China, under the leadership of President Xi Jinping, is increasingly focused on fealty, centralized control and restrictions on dissent. There is even speculation that he may extend his leadership beyond the standard retirement age of 67 and not step down in 2022.
Meanwhile, the U.S. is on the cusp of shifting its political leadership to President-elect Donald Trump, who ran for office as a populist, frequently bashing China. He promised to shift manufacturing from China to the U.S., and his tools range from punitive tariffs on imports to incentivizing lower corporate tax rates in the U.S.
On the surface, these nations’ divergent agendas seem to offer little common ground. But it’s possible they set the stage for unprecedented compromise.
If my recent interview by China’s Xinhau News Agency is any indication, the questions on the forefront of Chinese business leaders’ minds are, to put it politely, China-centric: Why do American companies use a strategy of shutting down Chinese competitors with patent claims? Why are American companies copying Chinese innovation?
This attitude is why, among other things, China is raising higher regulatory walls for foreign business.
Rather than blocking Chinese access to our markets, Trump should insist on parity in our economic relationships. Americans cannot do business in China without a majority-Chinese partner, nor can Americans easily buy real estate in China, yet Chinese citizens are buying tens of thousands of American properties using billions of dollars in cash.
Requiring parity in our economic relationships will level the playing field between our countries. More, we can effectively counterbalance China’s influence by exerting leadership in Asia and completing the Trans-Pacific Partnership agreement.
China is too important a trading partner to simply be penalized with mercantile tariffs, burdening great American companies, such as Apple, Wal-Mart, Best Buy and Microsoft.
A senior Chinese official told me that Beijing thinks they get only about 2 percent of the value in manufacturing every Apple product, compared with the benefit that Apple and its shareholders receive. Ironically, the Chinese government created this situation, using subsidies to attract U.S. companies to their Chinese partners, which makes business there doable.
The Chinese aspire to shift away from being the world’s manufacturer and desire to become the world’s innovator. That’s why their schools turn out millions of engineers every year, and they have more than 300,000 students in U.S. schools so they learn not only the latest textbook knowledge, but also absorb our culture and that special spark that makes Americans question the status quo and innovate.
What the Chinese leaders miss is that by encouraging domestic conformity, blocking dissent and restricting access to the internet and to companies such as Facebook and Google, they are restricting the very freedoms that encourage innovation.
Given what Trump wrote in “Think Big” and “The Art of the Deal,” he may put everything on the table and come to an understanding, and even a deal, with the Chinese leadership. It could even be a deal that reconciles American’s grievances with China; namely, Beijing’s mixed record on World Trade Organization commitments, disregard for intellectual-property rights and discriminatory innovation policies that restrict the very freedoms that encourage innovation.

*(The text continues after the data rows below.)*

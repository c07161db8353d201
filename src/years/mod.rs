//! Academic year selection authority.
//!
//! This is the only place that decides which academic year is current. Every consumer either
//! calls [`AcademicYearAuthority::current_year`] or, inside a transaction, [`select_current_year`];
//! both apply the same fallback. Year switches are published on a watch channel and bump the
//! revision so cached client views are invalidated without a reload.

use chrono::{NaiveDate, Utc};
use sqlx::sqlite::SqliteRow;
use sqlx::{Executor, Row, Sqlite, SqlitePool};
use tokio::sync::watch;

use crate::db::{bump_revision, versioned_table_names};
use crate::errors::AppError;
use crate::models::{AcademicYear, CreateAcademicYearRequest, UpdateAcademicYearRequest};

const YEAR_COLUMNS: &str = "id, year_name, start_date, end_date, is_current, created_at";

/// Select the current academic year.
///
/// The flagged year wins; with none flagged, the year with the highest `year_name` is current.
pub async fn select_current_year<'e, E>(executor: E) -> Result<Option<AcademicYear>, sqlx::Error>
where
    E: Executor<'e, Database = Sqlite>,
{
    let sql = format!(
        "SELECT {YEAR_COLUMNS} FROM academic_years ORDER BY is_current DESC, year_name DESC LIMIT 1"
    );
    let row = sqlx::query(&sql).fetch_optional(executor).await?;
    Ok(row.as_ref().map(year_from_row))
}

/// Build the advisory shown when a record's year differs from the selected year.
///
/// Returns `None` when the record year is unknown or equal to the selection. Never blocks.
pub fn cross_year_warning(
    record_year: Option<&str>,
    selected: Option<&AcademicYear>,
) -> Option<String> {
    let record_year = record_year?;
    match selected {
        Some(year) if year.year_name == record_year => None,
        Some(year) => Some(format!(
            "You are viewing a record from {}, not the selected academic year {}.",
            record_year, year.year_name
        )),
        None => Some(format!(
            "You are viewing a record from {}, but no academic year is selected.",
            record_year
        )),
    }
}

/// Single authority for the current academic year.
pub struct AcademicYearAuthority {
    pool: SqlitePool,
    selected: watch::Sender<Option<AcademicYear>>,
}

impl AcademicYearAuthority {
    /// Create the authority and publish the year currently selected in storage.
    pub async fn load(pool: SqlitePool) -> Result<Self, AppError> {
        let current = select_current_year(&pool).await?;
        let (selected, _) = watch::channel(current);
        Ok(Self { pool, selected })
    }

    /// All years, newest name first. The table holds one row per year of operation.
    pub async fn list_years(&self) -> Result<Vec<AcademicYear>, AppError> {
        let sql = format!("SELECT {YEAR_COLUMNS} FROM academic_years ORDER BY year_name DESC");
        let rows = sqlx::query(&sql).fetch_all(&self.pool).await?;
        Ok(rows.iter().map(year_from_row).collect())
    }

    /// Get a year by ID.
    pub async fn get_year(&self, id: &str) -> Result<Option<AcademicYear>, AppError> {
        let sql = format!("SELECT {YEAR_COLUMNS} FROM academic_years WHERE id = ?");
        let row = sqlx::query(&sql)
            .bind(id)
            .fetch_optional(&self.pool)
            .await?;
        Ok(row.as_ref().map(year_from_row))
    }

    /// The current academic year, read from storage.
    pub async fn current_year(&self) -> Result<Option<AcademicYear>, AppError> {
        Ok(select_current_year(&self.pool).await?)
    }

    /// The last published selection, without touching storage.
    pub fn selected(&self) -> Option<AcademicYear> {
        self.selected.borrow().clone()
    }

    /// Subscribe to year switches.
    pub fn subscribe(&self) -> watch::Receiver<Option<AcademicYear>> {
        self.selected.subscribe()
    }

    /// Make `id` the only current year.
    ///
    /// On failure nothing is published and storage is unchanged.
    pub async fn set_current_year(&self, id: &str) -> Result<AcademicYear, AppError> {
        let mut tx = self.pool.begin().await?;

        sqlx::query("UPDATE academic_years SET is_current = 0 WHERE is_current = 1")
            .execute(&mut *tx)
            .await?;

        let result = sqlx::query("UPDATE academic_years SET is_current = 1 WHERE id = ?")
            .bind(id)
            .execute(&mut *tx)
            .await?;

        if result.rows_affected() == 0 {
            return Err(AppError::NotFound(format!(
                "Academic year {} not found",
                id
            )));
        }

        bump_revision(&mut *tx).await?;
        tx.commit().await?;

        let year = self
            .get_year(id)
            .await?
            .ok_or_else(|| AppError::NotFound(format!("Academic year {} not found", id)))?;

        tracing::info!("Current academic year switched to {}", year.year_name);
        self.selected.send_replace(Some(year.clone()));

        Ok(year)
    }

    /// Create a new academic year, optionally making it current.
    pub async fn create_year(
        &self,
        request: &CreateAcademicYearRequest,
    ) -> Result<AcademicYear, AppError> {
        validate_dates(request.start_date.as_deref(), request.end_date.as_deref())?;

        let id = uuid::Uuid::new_v4().to_string();
        let now = Utc::now().to_rfc3339();
        let mut tx = self.pool.begin().await?;

        sqlx::query(
            "INSERT INTO academic_years (id, year_name, start_date, end_date, is_current, created_at) VALUES (?, ?, ?, ?, 0, ?)",
        )
        .bind(&id)
        .bind(request.year_name.trim())
        .bind(&request.start_date)
        .bind(&request.end_date)
        .bind(&now)
        .execute(&mut *tx)
        .await?;

        bump_revision(&mut *tx).await?;
        tx.commit().await?;

        if request.is_current {
            return self.set_current_year(&id).await;
        }

        // A first year becomes current by fallback; publish it.
        self.refresh().await?;

        self.get_year(&id)
            .await?
            .ok_or_else(|| AppError::Internal(format!("Academic year {} vanished", id)))
    }

    /// Rename or re-date a year.
    pub async fn update_year(
        &self,
        id: &str,
        request: &UpdateAcademicYearRequest,
    ) -> Result<AcademicYear, AppError> {
        let existing = self
            .get_year(id)
            .await?
            .ok_or_else(|| AppError::NotFound(format!("Academic year {} not found", id)))?;

        let year_name = request
            .year_name
            .as_deref()
            .map(str::trim)
            .unwrap_or(&existing.year_name)
            .to_string();
        let start_date = request.start_date.clone().or(existing.start_date.clone());
        let end_date = request.end_date.clone().or(existing.end_date.clone());
        validate_dates(start_date.as_deref(), end_date.as_deref())?;

        let mut tx = self.pool.begin().await?;
        sqlx::query(
            "UPDATE academic_years SET year_name = ?, start_date = ?, end_date = ? WHERE id = ?",
        )
        .bind(&year_name)
        .bind(&start_date)
        .bind(&end_date)
        .bind(id)
        .execute(&mut *tx)
        .await?;

        // Records and exams reference years by name.
        if year_name != existing.year_name {
            for table in versioned_table_names() {
                let sql = format!(
                    "UPDATE {table} SET academic_year_recorded = ? WHERE academic_year_recorded = ?"
                );
                sqlx::query(&sql)
                    .bind(&year_name)
                    .bind(&existing.year_name)
                    .execute(&mut *tx)
                    .await?;
            }
            sqlx::query("UPDATE exams SET academic_year = ? WHERE academic_year = ?")
                .bind(&year_name)
                .bind(&existing.year_name)
                .execute(&mut *tx)
                .await?;
        }

        bump_revision(&mut *tx).await?;
        tx.commit().await?;

        self.refresh().await?;

        Ok(AcademicYear {
            year_name,
            start_date,
            end_date,
            ..existing
        })
    }

    /// Re-read the selection from storage and publish it if it changed.
    pub async fn refresh(&self) -> Result<Option<AcademicYear>, AppError> {
        let current = select_current_year(&self.pool).await?;
        self.selected.send_if_modified(|selected| {
            if *selected == current {
                false
            } else {
                *selected = current.clone();
                true
            }
        });
        Ok(current)
    }
}

fn validate_dates(start: Option<&str>, end: Option<&str>) -> Result<(), AppError> {
    let parse = |label: &str, value: Option<&str>| -> Result<Option<NaiveDate>, AppError> {
        value
            .map(|v| {
                NaiveDate::parse_from_str(v, "%Y-%m-%d").map_err(|_| {
                    AppError::Validation(format!("{} must be a YYYY-MM-DD date", label))
                })
            })
            .transpose()
    };

    let start = parse("startDate", start)?;
    let end = parse("endDate", end)?;
    if let (Some(start), Some(end)) = (start, end) {
        if end < start {
            return Err(AppError::Validation(
                "endDate must not be before startDate".to_string(),
            ));
        }
    }
    Ok(())
}

fn year_from_row(row: &SqliteRow) -> AcademicYear {
    let is_current: i32 = row.get("is_current");
    AcademicYear {
        id: row.get("id"),
        year_name: row.get("year_name"),
        start_date: row.get("start_date"),
        end_date: row.get("end_date"),
        is_current: is_current != 0,
        created_at: row.get("created_at"),
    }
}

#[cfg(test)]
mod tests {
    use super::*;
    use crate::db::init_database;
    use tempfile::TempDir;

    async fn authority() -> (AcademicYearAuthority, TempDir) {
        let temp_dir = TempDir::new().unwrap();
        let pool = init_database(&temp_dir.path().join("test.sqlite"))
            .await
            .unwrap();
        (AcademicYearAuthority::load(pool).await.unwrap(), temp_dir)
    }

    fn create(name: &str, is_current: bool) -> CreateAcademicYearRequest {
        CreateAcademicYearRequest {
            year_name: name.to_string(),
            start_date: None,
            end_date: None,
            is_current,
        }
    }

    fn year(name: &str) -> AcademicYear {
        AcademicYear {
            id: name.to_string(),
            year_name: name.to_string(),
            start_date: None,
            end_date: None,
            is_current: true,
            created_at: "2024-01-01T00:00:00Z".to_string(),
        }
    }

    #[test]
    fn test_cross_year_warning() {
        let selected = year("2024");
        assert!(cross_year_warning(None, Some(&selected)).is_none());
        assert!(cross_year_warning(Some("2024"), Some(&selected)).is_none());

        let warning = cross_year_warning(Some("2023"), Some(&selected)).unwrap();
        assert!(warning.contains("2023"));
        assert!(warning.contains("2024"));
    }

    #[tokio::test]
    async fn test_no_years_means_no_current_year() {
        let (years, _dir) = authority().await;
        assert!(years.current_year().await.unwrap().is_none());
        assert!(years.list_years().await.unwrap().is_empty());
    }

    #[tokio::test]
    async fn test_fallback_is_most_recent_year() {
        let (years, _dir) = authority().await;
        years.create_year(&create("2022", false)).await.unwrap();
        years.create_year(&create("2024", false)).await.unwrap();
        years.create_year(&create("2023", false)).await.unwrap();

        let names: Vec<String> = years
            .list_years()
            .await
            .unwrap()
            .into_iter()
            .map(|y| y.year_name)
            .collect();
        assert_eq!(names, vec!["2024", "2023", "2022"]);

        let current = years.current_year().await.unwrap().unwrap();
        assert_eq!(current.year_name, "2024");
        assert!(!current.is_current);
        assert_eq!(years.selected().unwrap().year_name, "2024");
    }

    #[tokio::test]
    async fn test_set_current_year_clears_others_and_publishes() {
        let (years, _dir) = authority().await;
        let a = years.create_year(&create("2023", true)).await.unwrap();
        let b = years.create_year(&create("2024", false)).await.unwrap();
        assert_eq!(years.current_year().await.unwrap().unwrap().id, a.id);

        let mut rx = years.subscribe();
        years.set_current_year(&b.id).await.unwrap();

        assert!(rx.has_changed().unwrap());
        assert_eq!(rx.borrow_and_update().clone().unwrap().id, b.id);
        assert_eq!(years.current_year().await.unwrap().unwrap().id, b.id);

        let flagged: Vec<AcademicYear> = years
            .list_years()
            .await
            .unwrap()
            .into_iter()
            .filter(|y| y.is_current)
            .collect();
        assert_eq!(flagged.len(), 1);
        assert_eq!(flagged[0].id, b.id);
    }

    #[tokio::test]
    async fn test_failed_switch_keeps_selection() {
        let (years, _dir) = authority().await;
        let a = years.create_year(&create("2023", true)).await.unwrap();

        let err = years.set_current_year("missing").await.unwrap_err();
        assert!(matches!(err, AppError::NotFound(_)));
        assert_eq!(years.selected().unwrap().id, a.id);
        assert_eq!(years.current_year().await.unwrap().unwrap().id, a.id);
    }

    #[tokio::test]
    async fn test_invalid_dates_are_rejected() {
        let (years, _dir) = authority().await;
        let request = CreateAcademicYearRequest {
            year_name: "2024".into(),
            start_date: Some("2024-09-01".into()),
            end_date: Some("2024-06-30".into()),
            is_current: false,
        };
        let err = years.create_year(&request).await.unwrap_err();
        assert!(matches!(err, AppError::Validation(_)));
    }
}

In any case, the relationship between these two mega-countries will change. The question is, what will be the tone and the level of discourse?
We must be careful, as the African proverb warns: “When elephants fight, the grass gets trampled.” Trump may bellow, and the Chinese may threaten and even provoke, but ultimately a deal is in both nations’ interests.
Gary Shapiro is president and CEO of the Consumer Technology Association, the U.S. trade association representing more than 2,200 consumer technology companies, and author of the New York Times best-selling books, Ninja Innovation: The Ten Killer Strategies of the World’s Most Successful Businesses and The Comeback: How Innovation Will Restore the American Dream. His views are his own.